use log::debug;
use serde::Serialize;
use std::fmt;
use std::mem;

/// The different kinds of tokens recognized by the rill scanner.
///
/// Variants without data represent punctuation, operator, or keyword tokens.
/// `STRING(String)` and `NUMBER(f64)` carry their literal values.
/// `IDENTIFIER` is used for user-defined names.
/// `EOF` marks the end of input.
#[allow(non_camel_case_types)]
#[derive(Debug, Clone, Serialize)]
pub enum TokenType {
    /// '('
    LEFT_PAREN,

    /// ')'
    RIGHT_PAREN,

    /// '{'
    LEFT_BRACE,

    /// '}'
    RIGHT_BRACE,

    /// ','
    COMMA,

    /// '.'
    DOT,

    /// '-'
    MINUS,

    /// '+'
    PLUS,

    /// ';'
    SEMICOLON,

    /// ':'
    COLON,

    /// '?'
    QUESTION,

    /// '/'
    SLASH,

    /// '*'
    STAR,

    /// '!'
    BANG,

    /// '!='
    BANG_EQUAL,

    /// '='
    EQUAL,

    /// '=='
    EQUAL_EQUAL,

    /// '>'
    GREATER,

    /// '>='
    GREATER_EQUAL,

    /// '<'
    LESS,

    /// '<='
    LESS_EQUAL,

    /// A user-defined identifier
    IDENTIFIER,

    /// A string literal (contents without quotes)
    STRING(String),

    /// A numeric literal
    #[serde(rename = "NUMBER")]
    NUMBER(f64),

    /// 'and'
    AND,

    /// 'class' (reserved word, no grammar production)
    CLASS,

    /// 'else'
    ELSE,

    /// 'false'
    FALSE,

    /// 'fun'
    FUN,

    /// 'for'
    FOR,

    /// 'if'
    IF,

    /// 'nil'
    NIL,

    /// 'or'
    OR,

    /// 'print'
    PRINT,

    /// 'return'
    RETURN,

    /// 'super' (reserved word, no grammar production)
    SUPER,

    /// 'this' (reserved word, no grammar production)
    THIS,

    /// 'true'
    TRUE,

    /// 'var'
    VAR,

    /// 'while'
    WHILE,

    /// End-of-file marker
    EOF,
}

impl TokenType {
    /// Variant name without payloads, used by token dumps.
    pub fn name(&self) -> &'static str {
        match self {
            TokenType::LEFT_PAREN => "LEFT_PAREN",
            TokenType::RIGHT_PAREN => "RIGHT_PAREN",
            TokenType::LEFT_BRACE => "LEFT_BRACE",
            TokenType::RIGHT_BRACE => "RIGHT_BRACE",
            TokenType::COMMA => "COMMA",
            TokenType::DOT => "DOT",
            TokenType::MINUS => "MINUS",
            TokenType::PLUS => "PLUS",
            TokenType::SEMICOLON => "SEMICOLON",
            TokenType::COLON => "COLON",
            TokenType::QUESTION => "QUESTION",
            TokenType::SLASH => "SLASH",
            TokenType::STAR => "STAR",
            TokenType::BANG => "BANG",
            TokenType::BANG_EQUAL => "BANG_EQUAL",
            TokenType::EQUAL => "EQUAL",
            TokenType::EQUAL_EQUAL => "EQUAL_EQUAL",
            TokenType::GREATER => "GREATER",
            TokenType::GREATER_EQUAL => "GREATER_EQUAL",
            TokenType::LESS => "LESS",
            TokenType::LESS_EQUAL => "LESS_EQUAL",
            TokenType::IDENTIFIER => "IDENTIFIER",
            TokenType::STRING(_) => "STRING",
            TokenType::NUMBER(_) => "NUMBER",
            TokenType::AND => "AND",
            TokenType::CLASS => "CLASS",
            TokenType::ELSE => "ELSE",
            TokenType::FALSE => "FALSE",
            TokenType::FUN => "FUN",
            TokenType::FOR => "FOR",
            TokenType::IF => "IF",
            TokenType::NIL => "NIL",
            TokenType::OR => "OR",
            TokenType::PRINT => "PRINT",
            TokenType::RETURN => "RETURN",
            TokenType::SUPER => "SUPER",
            TokenType::THIS => "THIS",
            TokenType::TRUE => "TRUE",
            TokenType::VAR => "VAR",
            TokenType::WHILE => "WHILE",
            TokenType::EOF => "EOF",
        }
    }
}

impl PartialEq for TokenType {
    /// Two TokenTypes are equal if they share the same variant
    /// (ignoring any inner data). Uses `mem::discriminant` to compare.
    fn eq(&self, other: &Self) -> bool {
        mem::discriminant(self) == mem::discriminant(other)
    }
}

/// A scanned token, including its type, the original lexeme,
/// and the line number where it was found.
#[derive(Debug, Clone, Serialize, PartialEq)]
pub struct Token {
    /// The category of this token.
    pub token_type: TokenType,

    /// The exact substring from the source that produced this token.
    pub lexeme: String,

    /// 1-based line number in the source.
    pub line: usize,
}

impl Token {
    /// Create a new Token with the given type, lexeme, and line.
    pub fn new(token_type: TokenType, lexeme: impl Into<String>, line: usize) -> Self {
        let lexeme: String = lexeme.into();

        debug!(
            "Creating new token: type={:?}, lexeme={}, line={}",
            token_type, lexeme, line
        );

        Self {
            token_type,
            lexeme,
            line,
        }
    }
}

impl fmt::Display for Token {
    fn fmt(&self, f: &mut fmt::Formatter<'_>) -> fmt::Result {
        match &self.token_type {
            TokenType::STRING(s) => write!(f, "STRING {} {}", self.lexeme, s),

            TokenType::NUMBER(n) => {
                // 3 -> "3.0", 3.14 -> "3.14" (itoa keeps the integral case
                // off the float formatter)
                if n.fract() == 0.0 {
                    let mut buf: itoa::Buffer = itoa::Buffer::new();

                    write!(f, "NUMBER {} {}.0", self.lexeme, buf.format(*n as i64))
                } else {
                    write!(f, "NUMBER {} {}", self.lexeme, n)
                }
            }

            other => write!(f, "{} {} null", other.name(), self.lexeme),
        }
    }
}
#[cfg(test)]
mod interpreter_tests {
    use std::cell::RefCell;
    use std::rc::Rc;

    use pretty_assertions::assert_eq;

    use rill_lang as rill;

    use rill::error::Diagnostics;
    use rill::interpreter::Interpreter;
    use rill::parser::Parser;
    use rill::resolver::Resolver;
    use rill::scanner::Scanner;
    use rill::token::Token;

    /// Full pipeline over one source buffer with print output captured.
    fn run(source: &str) -> (String, Diagnostics) {
        let mut diagnostics = Diagnostics::new();

        let out: Rc<RefCell<Vec<u8>>> = Rc::new(RefCell::new(Vec::new()));
        let mut interpreter = Interpreter::with_output(out.clone());

        let tokens: Vec<Token> = Scanner::new(source.as_bytes())
            .filter_map(Result::ok)
            .collect();

        let statements = Parser::new(&tokens, &mut diagnostics).parse();

        if !diagnostics.had_error() {
            Resolver::new(&mut interpreter, &mut diagnostics).resolve(&statements);
        }

        if !diagnostics.had_error() {
            if let Err(e) = interpreter.interpret(&statements) {
                diagnostics.report(&e);
            }
        }

        let output = String::from_utf8(out.borrow().clone()).expect("output is UTF-8");

        (output, diagnostics)
    }

    /// Run a source expected to finish without any error.
    fn output_of(source: &str) -> String {
        let (output, diagnostics) = run(source);

        assert!(
            !diagnostics.had_error() && !diagnostics.had_runtime_error(),
            "unexpected errors: {:?}",
            diagnostics.errors()
        );

        output
    }

    /// Run a source expected to hit a runtime error; returns (output, first error).
    fn runtime_error_of(source: &str) -> (String, String) {
        let (output, diagnostics) = run(source);

        assert!(
            diagnostics.had_runtime_error(),
            "expected a runtime error, got output {:?}",
            output
        );

        (output, diagnostics.errors()[0].clone())
    }

    // ── operators ───────────────────────────────────────────────────────────

    #[test]
    fn test_precedence_and_grouping() {
        assert_eq!(output_of("print 1 + 2 * 3;"), "7\n");
        assert_eq!(output_of("print (1 + 2) * 3;"), "9\n");
    }

    #[test]
    fn test_string_concatenation() {
        assert_eq!(output_of("print \"a\" + \"b\";"), "ab\n");
    }

    #[test]
    fn test_plus_rejects_mixed_operands() {
        let (_, err) = runtime_error_of("print \"a\" + 1;");
        assert!(err.contains("two numbers or two strings"));

        let (_, err) = runtime_error_of("print 1 + \"a\";");
        assert!(err.contains("two numbers or two strings"));
    }

    #[test]
    fn test_comparison_requires_numbers() {
        let (_, err) = runtime_error_of("print 1 < \"a\";");
        assert!(err.contains("Operands must be numbers"));
    }

    #[test]
    fn test_unary_minus_requires_a_number() {
        let (_, err) = runtime_error_of("print -\"a\";");
        assert!(err.contains("Operand must be a number"));
    }

    #[test]
    fn test_unary_bang_negates_truthiness() {
        assert_eq!(output_of("print !nil; print !0; print !\"\";"), "true\nfalse\nfalse\n");
    }

    #[test]
    fn test_division_follows_ieee() {
        assert_eq!(output_of("print 10 / 4;"), "2.5\n");
    }

    #[test]
    fn test_nan_compares_equal_to_nan() {
        assert_eq!(output_of("print (0 / 0) == (0 / 0);"), "true\n");
        assert_eq!(output_of("print (0 / 0) != (0 / 0);"), "false\n");
    }

    #[test]
    fn test_equality_is_type_then_value() {
        assert_eq!(output_of("print 1 == 1; print 1 == \"1\"; print nil == nil;"), "true\nfalse\ntrue\n");
    }

    #[test]
    fn test_logical_operators_return_the_operand_value() {
        assert_eq!(output_of("print nil or \"fallback\";"), "fallback\n");
        assert_eq!(output_of("print 0 and 1;"), "1\n");
        assert_eq!(output_of("print false and 2;"), "false\n");
        assert_eq!(output_of("print \"first\" or \"second\";"), "first\n");
    }

    #[test]
    fn test_logical_operators_short_circuit() {
        let source = "\
var x = 0;
fun bump() { x = x + 1; return true; }
false and bump();
true or bump();
print x;";

        assert_eq!(output_of(source), "0\n");
    }

    #[test]
    fn test_ternary_selects_by_truthiness() {
        assert_eq!(output_of("print true ? \"yes\" : \"no\";"), "yes\n");
        assert_eq!(output_of("print nil ? \"yes\" : \"no\";"), "no\n");
    }

    #[test]
    fn test_ternary_unselected_branch_is_never_evaluated() {
        let source = "\
var x = 0;
fun side() { x = 1; return \"no\"; }
print true ? \"yes\" : side();
print x;";

        assert_eq!(output_of(source), "yes\n0\n");
    }

    // ── variables and scoping ───────────────────────────────────────────────

    #[test]
    fn test_block_scoping_shadows_without_mutating_outer() {
        assert_eq!(
            output_of("var x = 1; { var x = 2; print x; } print x;"),
            "2\n1\n"
        );
    }

    #[test]
    fn test_assignment_is_an_expression_yielding_the_value() {
        assert_eq!(output_of("var a = 1; print a = 2; print a;"), "2\n2\n");
    }

    #[test]
    fn test_undefined_variable_read_is_a_runtime_error() {
        let (_, err) = runtime_error_of("print missing;");
        assert!(err.contains("Undefined variable 'missing'"));
    }

    #[test]
    fn test_undefined_variable_assignment_is_a_runtime_error() {
        let (_, err) = runtime_error_of("missing = 1;");
        assert!(err.contains("Undefined variable 'missing'"));
    }

    #[test]
    fn test_uninitialized_variable_defaults_to_nil() {
        assert_eq!(output_of("var a; print a;"), "nil\n");
    }

    #[test]
    fn test_references_resolve_lexically_not_dynamically() {
        let source = "\
var a = \"global\";
{
  fun show() { print a; }
  show();
  var a = \"block\";
  show();
}";

        // both calls see the global binding: the reference in `show` was
        // resolved before the block-local `a` existed
        assert_eq!(output_of(source), "global\nglobal\n");
    }

    // ── control flow ────────────────────────────────────────────────────────

    #[test]
    fn test_if_runs_exactly_one_branch() {
        assert_eq!(output_of("if (1 > 2) print \"a\"; else print \"b\";"), "b\n");
    }

    #[test]
    fn test_zero_and_empty_string_are_truthy() {
        assert_eq!(
            output_of("if (0) print \"zero\"; if (\"\") print \"empty\";"),
            "zero\nempty\n"
        );
    }

    #[test]
    fn test_while_reevaluates_condition_each_iteration() {
        assert_eq!(
            output_of("var i = 0; while (i < 3) { print i; i = i + 1; }"),
            "0\n1\n2\n"
        );
    }

    #[test]
    fn test_for_loop_desugars_and_runs() {
        assert_eq!(
            output_of("for (var i = 0; i < 3; i = i + 1) print i;"),
            "0\n1\n2\n"
        );
    }

    #[test]
    fn test_runtime_error_aborts_remaining_statements() {
        let (output, err) = runtime_error_of("print 1; print missing; print 2;");

        assert_eq!(output, "1\n");
        assert!(err.contains("Undefined variable"));
    }

    // ── functions and closures ──────────────────────────────────────────────

    #[test]
    fn test_function_call_and_return_value() {
        assert_eq!(
            output_of("fun add(a, b) { return a + b; } print add(1, 2);"),
            "3\n"
        );
    }

    #[test]
    fn test_function_without_return_yields_nil() {
        assert_eq!(output_of("fun f() {} print f();"), "nil\n");
    }

    #[test]
    fn test_return_unwinds_through_loops_and_blocks() {
        assert_eq!(
            output_of("fun f() { while (true) { { return \"done\"; } } } print f();"),
            "done\n"
        );
    }

    #[test]
    fn test_arity_mismatch_is_a_runtime_error() {
        let (_, err) = runtime_error_of("fun f(a, b) { return a + b; } f(1);");
        assert!(err.contains("Expected 2 arguments but got 1"));
    }

    #[test]
    fn test_calling_a_non_callable_is_a_runtime_error() {
        let (_, err) = runtime_error_of("\"abc\"();");
        assert!(err.contains("Can only call functions"));
    }

    #[test]
    fn test_function_values_print_their_name() {
        assert_eq!(output_of("fun f() {} print f;"), "<fn f>\n");
    }

    #[test]
    fn test_recursion() {
        assert_eq!(
            output_of("fun fib(n) { if (n < 2) return n; return fib(n - 1) + fib(n - 2); } print fib(10);"),
            "55\n"
        );
    }

    #[test]
    fn test_closure_counter_persists_between_calls() {
        let source = "\
fun makeCounter() {
  var i = 0;
  fun inc() { i = i + 1; return i; }
  return inc;
}
var c = makeCounter();
print c();
print c();";

        assert_eq!(output_of(source), "1\n2\n");
    }

    #[test]
    fn test_each_closure_instance_has_its_own_state() {
        let source = "\
fun makeCounter() {
  var i = 0;
  fun inc() { i = i + 1; return i; }
  return inc;
}
var c1 = makeCounter();
var c2 = makeCounter();
print c1();
print c1();
print c2();";

        assert_eq!(output_of(source), "1\n2\n1\n");
    }

    #[test]
    fn test_closure_sees_later_mutation_of_captured_scope() {
        let source = "\
var setter;
var getter;
{
  var shared = \"before\";
  fun set(v) { shared = v; }
  fun get() { return shared; }
  setter = set;
  getter = get;
}
setter(\"after\");
print getter();";

        assert_eq!(output_of(source), "after\n");
    }

    #[test]
    fn test_parameters_are_fresh_per_call() {
        let source = "\
fun show(a) { print a; }
show(1);
show(\"two\");";

        assert_eq!(output_of(source), "1\ntwo\n");
    }

    // ── natives and printing ────────────────────────────────────────────────

    #[test]
    fn test_clock_native_returns_a_number() {
        assert_eq!(output_of("print clock() >= 0;"), "true\n");
    }

    #[test]
    fn test_clock_rejects_arguments() {
        let (_, err) = runtime_error_of("clock(1);");
        assert!(err.contains("Expected 0 arguments but got 1"));
    }

    #[test]
    fn test_native_values_print_their_name() {
        assert_eq!(output_of("print clock;"), "<native fn clock>\n");
    }

    #[test]
    fn test_integral_numbers_print_without_fraction() {
        assert_eq!(output_of("print 0.5 * 2; print 2.5 + 0.25;"), "1\n2.75\n");
    }

    #[test]
    fn test_runtime_errors_carry_the_source_line() {
        let (_, err) = runtime_error_of("print 1;\nprint -\"a\";");
        assert!(err.contains("[line 2]"), "error was: {}", err);
    }
}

..........

■ Work required ■
Tally the lines above that contain the word "reserved", and reply with only the number.

■ Result of the exercise ■
3